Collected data
###

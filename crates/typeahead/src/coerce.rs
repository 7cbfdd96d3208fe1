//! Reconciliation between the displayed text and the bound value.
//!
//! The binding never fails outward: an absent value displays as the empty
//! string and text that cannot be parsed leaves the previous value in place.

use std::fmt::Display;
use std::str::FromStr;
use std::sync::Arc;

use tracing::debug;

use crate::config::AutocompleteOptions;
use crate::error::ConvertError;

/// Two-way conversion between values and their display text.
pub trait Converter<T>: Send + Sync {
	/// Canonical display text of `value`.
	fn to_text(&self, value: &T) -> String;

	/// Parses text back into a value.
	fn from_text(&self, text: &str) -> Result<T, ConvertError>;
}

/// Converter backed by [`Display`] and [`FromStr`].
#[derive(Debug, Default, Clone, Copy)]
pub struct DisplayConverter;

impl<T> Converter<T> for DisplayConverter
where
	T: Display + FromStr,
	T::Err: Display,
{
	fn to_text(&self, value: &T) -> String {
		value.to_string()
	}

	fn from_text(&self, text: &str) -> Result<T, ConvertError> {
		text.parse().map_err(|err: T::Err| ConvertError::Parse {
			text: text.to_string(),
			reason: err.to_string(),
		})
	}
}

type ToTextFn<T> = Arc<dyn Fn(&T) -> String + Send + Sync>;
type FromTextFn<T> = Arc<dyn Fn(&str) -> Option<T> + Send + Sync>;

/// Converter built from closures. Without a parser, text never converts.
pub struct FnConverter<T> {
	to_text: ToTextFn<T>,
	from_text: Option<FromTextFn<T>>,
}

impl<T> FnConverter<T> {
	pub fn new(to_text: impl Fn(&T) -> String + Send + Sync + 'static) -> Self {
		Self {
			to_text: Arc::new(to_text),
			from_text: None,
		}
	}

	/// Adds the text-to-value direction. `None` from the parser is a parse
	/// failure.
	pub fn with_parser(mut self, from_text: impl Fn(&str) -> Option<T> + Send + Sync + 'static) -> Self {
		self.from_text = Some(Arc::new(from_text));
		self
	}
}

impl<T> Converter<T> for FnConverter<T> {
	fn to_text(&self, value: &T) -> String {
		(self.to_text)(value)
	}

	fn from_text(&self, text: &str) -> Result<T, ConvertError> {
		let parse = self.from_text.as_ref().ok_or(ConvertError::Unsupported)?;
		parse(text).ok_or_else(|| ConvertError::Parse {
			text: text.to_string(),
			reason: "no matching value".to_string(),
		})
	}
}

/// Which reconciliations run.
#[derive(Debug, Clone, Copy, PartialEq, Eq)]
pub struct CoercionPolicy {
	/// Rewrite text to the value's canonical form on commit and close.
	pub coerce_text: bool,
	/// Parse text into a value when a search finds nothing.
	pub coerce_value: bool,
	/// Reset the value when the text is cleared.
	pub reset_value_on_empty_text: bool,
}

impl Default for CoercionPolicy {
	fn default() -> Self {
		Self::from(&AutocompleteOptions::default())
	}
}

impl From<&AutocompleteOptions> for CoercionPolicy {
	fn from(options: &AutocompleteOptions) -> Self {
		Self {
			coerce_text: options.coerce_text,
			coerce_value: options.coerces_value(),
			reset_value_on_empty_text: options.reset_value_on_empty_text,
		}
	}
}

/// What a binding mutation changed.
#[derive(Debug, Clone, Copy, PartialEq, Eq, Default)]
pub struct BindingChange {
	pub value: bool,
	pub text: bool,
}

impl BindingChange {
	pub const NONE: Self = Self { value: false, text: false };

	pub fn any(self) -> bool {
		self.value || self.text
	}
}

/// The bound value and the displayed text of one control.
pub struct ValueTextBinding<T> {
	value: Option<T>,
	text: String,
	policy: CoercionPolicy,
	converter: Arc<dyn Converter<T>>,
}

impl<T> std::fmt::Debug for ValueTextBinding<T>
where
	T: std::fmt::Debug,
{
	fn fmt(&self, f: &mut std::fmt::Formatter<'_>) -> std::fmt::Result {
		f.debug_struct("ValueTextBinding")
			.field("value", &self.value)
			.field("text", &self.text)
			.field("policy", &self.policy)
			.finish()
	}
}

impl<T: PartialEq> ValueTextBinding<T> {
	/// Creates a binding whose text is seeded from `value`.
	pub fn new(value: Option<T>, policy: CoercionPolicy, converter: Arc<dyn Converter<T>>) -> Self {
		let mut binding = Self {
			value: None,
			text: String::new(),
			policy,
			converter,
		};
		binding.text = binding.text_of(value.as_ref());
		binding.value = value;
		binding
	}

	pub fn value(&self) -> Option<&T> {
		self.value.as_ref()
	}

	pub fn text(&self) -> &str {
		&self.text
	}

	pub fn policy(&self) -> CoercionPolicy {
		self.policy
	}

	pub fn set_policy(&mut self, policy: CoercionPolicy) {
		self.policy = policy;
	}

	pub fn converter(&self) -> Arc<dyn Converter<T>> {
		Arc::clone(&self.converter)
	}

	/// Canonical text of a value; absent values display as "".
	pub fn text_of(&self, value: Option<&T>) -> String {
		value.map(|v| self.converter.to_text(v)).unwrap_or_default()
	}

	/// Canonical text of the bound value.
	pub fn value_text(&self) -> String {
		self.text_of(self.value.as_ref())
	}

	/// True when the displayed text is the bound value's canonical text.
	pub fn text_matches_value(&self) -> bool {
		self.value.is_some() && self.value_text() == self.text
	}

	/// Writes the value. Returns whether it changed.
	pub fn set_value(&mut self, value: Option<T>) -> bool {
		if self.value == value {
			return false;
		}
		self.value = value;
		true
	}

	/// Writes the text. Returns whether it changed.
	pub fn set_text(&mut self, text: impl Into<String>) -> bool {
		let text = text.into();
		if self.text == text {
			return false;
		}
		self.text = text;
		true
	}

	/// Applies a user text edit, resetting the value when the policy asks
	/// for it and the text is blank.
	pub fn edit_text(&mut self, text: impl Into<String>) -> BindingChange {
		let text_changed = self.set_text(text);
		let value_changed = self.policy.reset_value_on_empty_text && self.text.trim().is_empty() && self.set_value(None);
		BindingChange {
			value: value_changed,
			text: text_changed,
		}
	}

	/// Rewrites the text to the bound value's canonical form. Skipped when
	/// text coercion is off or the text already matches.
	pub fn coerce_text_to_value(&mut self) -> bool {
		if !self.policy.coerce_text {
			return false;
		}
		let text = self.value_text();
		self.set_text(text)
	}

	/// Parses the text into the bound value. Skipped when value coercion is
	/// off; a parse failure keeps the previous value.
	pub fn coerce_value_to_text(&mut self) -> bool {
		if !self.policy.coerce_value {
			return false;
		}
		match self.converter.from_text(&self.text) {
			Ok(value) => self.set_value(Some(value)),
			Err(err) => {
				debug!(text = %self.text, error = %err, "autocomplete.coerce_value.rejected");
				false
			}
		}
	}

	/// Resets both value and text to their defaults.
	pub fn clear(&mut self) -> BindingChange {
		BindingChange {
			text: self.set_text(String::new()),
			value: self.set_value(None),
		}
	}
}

###

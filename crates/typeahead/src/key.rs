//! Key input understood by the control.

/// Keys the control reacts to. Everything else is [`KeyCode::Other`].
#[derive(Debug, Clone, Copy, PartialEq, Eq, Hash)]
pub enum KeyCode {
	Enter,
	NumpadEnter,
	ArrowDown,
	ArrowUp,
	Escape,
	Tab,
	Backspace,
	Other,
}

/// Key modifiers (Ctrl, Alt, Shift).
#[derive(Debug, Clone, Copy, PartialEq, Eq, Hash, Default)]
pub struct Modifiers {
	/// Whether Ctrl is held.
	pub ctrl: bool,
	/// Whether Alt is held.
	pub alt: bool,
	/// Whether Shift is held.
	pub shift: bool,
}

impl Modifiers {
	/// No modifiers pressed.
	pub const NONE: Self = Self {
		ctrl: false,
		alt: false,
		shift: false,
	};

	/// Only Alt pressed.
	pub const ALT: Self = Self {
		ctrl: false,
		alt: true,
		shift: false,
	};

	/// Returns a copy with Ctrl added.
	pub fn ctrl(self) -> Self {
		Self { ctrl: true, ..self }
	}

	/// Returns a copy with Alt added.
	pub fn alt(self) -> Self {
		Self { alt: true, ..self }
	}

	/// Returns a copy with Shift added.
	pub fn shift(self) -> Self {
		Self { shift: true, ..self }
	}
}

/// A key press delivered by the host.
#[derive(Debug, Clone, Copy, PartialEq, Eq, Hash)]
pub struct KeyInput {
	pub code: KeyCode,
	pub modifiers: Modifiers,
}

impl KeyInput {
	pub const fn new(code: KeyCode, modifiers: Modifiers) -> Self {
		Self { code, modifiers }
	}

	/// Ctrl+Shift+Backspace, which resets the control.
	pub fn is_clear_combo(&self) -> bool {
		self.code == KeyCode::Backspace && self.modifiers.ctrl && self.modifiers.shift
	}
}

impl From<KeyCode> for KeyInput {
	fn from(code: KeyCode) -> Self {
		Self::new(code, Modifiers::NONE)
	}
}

###

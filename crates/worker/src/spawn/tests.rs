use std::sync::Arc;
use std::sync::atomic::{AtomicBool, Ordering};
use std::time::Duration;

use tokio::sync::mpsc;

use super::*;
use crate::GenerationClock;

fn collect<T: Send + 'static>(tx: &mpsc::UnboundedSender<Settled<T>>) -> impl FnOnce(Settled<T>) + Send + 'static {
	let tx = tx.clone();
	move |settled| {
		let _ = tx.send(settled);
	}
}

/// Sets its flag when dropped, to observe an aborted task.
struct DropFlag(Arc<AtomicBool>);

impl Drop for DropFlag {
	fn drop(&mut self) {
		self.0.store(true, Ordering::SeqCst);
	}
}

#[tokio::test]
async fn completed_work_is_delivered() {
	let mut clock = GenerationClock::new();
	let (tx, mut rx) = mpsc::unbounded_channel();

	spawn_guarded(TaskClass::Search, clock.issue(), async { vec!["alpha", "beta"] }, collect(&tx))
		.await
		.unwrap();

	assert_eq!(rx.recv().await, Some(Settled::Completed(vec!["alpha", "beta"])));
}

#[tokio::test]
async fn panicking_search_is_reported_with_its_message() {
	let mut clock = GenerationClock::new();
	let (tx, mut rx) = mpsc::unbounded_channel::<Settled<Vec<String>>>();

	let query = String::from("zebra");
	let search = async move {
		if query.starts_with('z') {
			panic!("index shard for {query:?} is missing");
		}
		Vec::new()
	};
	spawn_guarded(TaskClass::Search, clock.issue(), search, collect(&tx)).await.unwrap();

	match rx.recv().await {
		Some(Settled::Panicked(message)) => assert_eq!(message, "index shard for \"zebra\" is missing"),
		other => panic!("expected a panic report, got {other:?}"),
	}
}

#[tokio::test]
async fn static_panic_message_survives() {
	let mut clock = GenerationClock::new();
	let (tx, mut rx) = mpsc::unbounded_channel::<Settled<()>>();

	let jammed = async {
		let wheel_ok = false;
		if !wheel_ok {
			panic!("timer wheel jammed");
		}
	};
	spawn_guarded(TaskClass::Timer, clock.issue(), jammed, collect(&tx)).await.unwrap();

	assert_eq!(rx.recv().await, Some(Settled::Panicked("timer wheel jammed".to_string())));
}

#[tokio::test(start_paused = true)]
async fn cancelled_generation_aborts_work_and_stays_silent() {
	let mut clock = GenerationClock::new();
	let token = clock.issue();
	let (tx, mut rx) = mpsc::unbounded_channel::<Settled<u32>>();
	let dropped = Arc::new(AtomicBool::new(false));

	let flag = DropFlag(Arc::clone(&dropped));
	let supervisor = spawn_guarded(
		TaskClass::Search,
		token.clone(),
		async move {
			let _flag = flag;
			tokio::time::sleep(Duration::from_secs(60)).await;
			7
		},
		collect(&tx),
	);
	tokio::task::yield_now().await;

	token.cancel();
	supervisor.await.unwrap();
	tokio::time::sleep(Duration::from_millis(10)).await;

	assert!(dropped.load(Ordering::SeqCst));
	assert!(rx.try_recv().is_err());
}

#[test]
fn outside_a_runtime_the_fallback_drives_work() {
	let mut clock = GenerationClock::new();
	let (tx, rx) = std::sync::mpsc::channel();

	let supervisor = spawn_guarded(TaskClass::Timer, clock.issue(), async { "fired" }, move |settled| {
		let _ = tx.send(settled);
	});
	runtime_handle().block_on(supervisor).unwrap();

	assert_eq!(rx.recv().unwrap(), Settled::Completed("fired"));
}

###

» **Work instruction**
Starting at the line that has "filename crates/typeahead/src/key.rs" and ending at the line that has "pub fn alt(self)", please write out the lines above exactly, leaving out all others.

» **Problem solution**
filename crates/typeahead/src/key.rs
//! Key input understood by the control.

/// Keys the control reacts to. Everything else is [`KeyCode::Other`].
#[derive(Debug, Clone, Copy, PartialEq, Eq, Hash)]
pub enum KeyCode {
	Enter,
	NumpadEnter,
	ArrowDown,
	ArrowUp,
	Escape,
	Tab,
	Backspace,
	Other,
}

/// Key modifiers (Ctrl, Alt, Shift).
#[derive(Debug, Clone, Copy, PartialEq, Eq, Hash, Default)]
pub struct Modifiers {
	/// Whether Ctrl is held.
	pub ctrl: bool,
	/// Whether Alt is held.
	pub alt: bool,
	/// Whether Shift is held.
	pub shift: bool,
}

impl Modifiers {
	/// No modifiers pressed.
	pub const NONE: Self = Self {
		ctrl: false,
		alt: false,
		shift: false,
	};

	/// Only Alt pressed.
	pub const ALT: Self = Self {
		ctrl: false,
		alt: true,
		shift: false,
	};

	/// Returns a copy with Ctrl added.
	pub fn ctrl(self) -> Self {
		Self { ctrl: true, ..self }
	}

	/// Returns a copy with Alt added.
	pub fn alt(self) -> Self {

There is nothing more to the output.